また、「シェーン」ではジョーはシェーンよりも頑強で腕力があり、ライカーの手下たちとの殴り合いにも負けてませんが、こちらのハルはマッチョではなく喧嘩は全くダメです。でも最後に上記のように、「シェーン」のジョーにはやりたくてもできなかったことをします。
さて、「シェーン」ではシェーンは酒場の乱闘シーンではかなりボコボコにされるし、ラストの決闘に向かう直前にはジョーと殴り合いをしてほとんど負けそうになってるし、決闘でも最後に後ろから打たれて血を流します。「シェーン、カムバーック」の声に映るシーンは墓場を行くシーン。シェーンは死んだんだ、いや死んでないと論争を呼んだシーンですが、イーストウッドは、ついに一度も殴られることもないし、ラストも血は流しません。「シェーン」に比べて圧倒的な強さです。全く傷つかない。

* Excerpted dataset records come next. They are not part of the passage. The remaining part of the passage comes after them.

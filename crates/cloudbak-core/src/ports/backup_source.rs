//! Local backup source port (driven/secondary port)
//!
//! Interface for discovering the backup archives present on the local
//! filesystem. The primary implementation scans a directory of tape
//! archives with embedded metadata; tests substitute in-memory fakes.

use std::collections::BTreeMap;

use crate::domain::{LocalBackup, Slug};

/// Port trait for local backup discovery
///
/// ## Implementation Notes
///
/// - A scan covers the archives directly inside the configured directory,
///   non-recursively.
/// - Individual unreadable or malformed archives must not fail the scan;
///   implementations skip them and log a diagnostic. Only an unreadable
///   directory is an error.
/// - Local archives are read-only to this system; implementations must
///   never mutate or delete them.
#[async_trait::async_trait]
pub trait IBackupSource: Send + Sync {
    /// Scans the backup directory and returns one record per valid archive,
    /// keyed by slug.
    async fn scan(&self) -> anyhow::Result<BTreeMap<Slug, LocalBackup>>;
}
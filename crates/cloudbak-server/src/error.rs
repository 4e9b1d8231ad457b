use axum::http::StatusCode;
use axum::response::{IntoResponse, Response};
use axum::Json;
use serde_json::json;

#[derive(thiserror::Error, Debug)]
pub enum AppError {
    #[error("{0}")]
    NotFound(String),

    #[error("{0}")]
    BadRequest(String),

    #[error("{0}")]
    Conflict(String),

    #[error(transparent)]
    Internal(#[from] anyhow::Error),
}

impl IntoResponse for AppError {
    fn into_response(self) -> Response {
        let (status, msg) = match &self {
            AppError::NotFound(m) => (StatusCode::NOT_FOUND, m.clone()),
            AppError::BadRequest(m) => (StatusCode::BAD_REQUEST, m.clone()),
            AppError::Conflict(m) => (StatusCode::CONFLICT, m.clone()),
            AppError::Internal(e) => {
                tracing::error!("Internal error: {e:#}");
                (
                    StatusCode::INTERNAL_SERVER_ERROR,
                    "Internal server error".into(),
                )
            }
        };
        (status, Json(json!({ "error": msg }))).into_response()
    }
}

ただ、ラストシーンは雪にけぶる険しい山が映されます。題名の「ペイル・ライダー」も、聖書のヨハネ黙示録の4騎士ですね。最初の方で娘が聖書のその部分を読むシーンがあって、それと同時にイーストウッドが現れます。
「そこで見ていると、見よ、青白い馬が出てきた。そして、それに乗っている者の名は「死」と言い、それに黄泉が従っていた。」(ヨハネ黙示録6. 8)
最初の方で飼い犬を殺された少女が奇跡を願うシーンがあります。その「奇跡」という言葉にかぶって雪山から蒼白い馬に乗って出てくるイーストウッドは何者でしょう? 途中、悪徳保安官がイーストウッドの容貌を聞きながら、「あいつは死んだはずだ」と言うシーンもあるし、イーストウッドの方でも保安官を知っていて、あいつには因縁があるみたいなことを言うし、イーストウッドの背中にはいくつもの銃で撃たれた傷跡があります。ほとんど背中のど真ん中だし、致命傷のはずです。決闘前夜に母親と会うときにも、山からイーストウッドを呼ぶコダマのような声が聞こえます(ちなみにこのシーン、母親とイーストウッドはどうしたのか、とてもビミョーなシーンで「シェーン」にはなかったシーンですが、「シェーン」の母親の口にできなかった想いに対応するシーンなのでしょうか)。
ラスト、悪徳保安官が「ユー」と言うのも、おそらくお前は死んだはずだ!と言いたかったのでしょう。と言うわけで、月並みですが、イーストウッドは亡霊ですね。すべてが終わって、峨々たる雪山に帰っていったのでしょう。しかし、こうなると悪徳保安官も蘇ってこないかと不安になりますが、純粋無垢な少女の願いがないと無理なのかな?
いや、あまり期待しないで見たんですが、かなり面白かったです。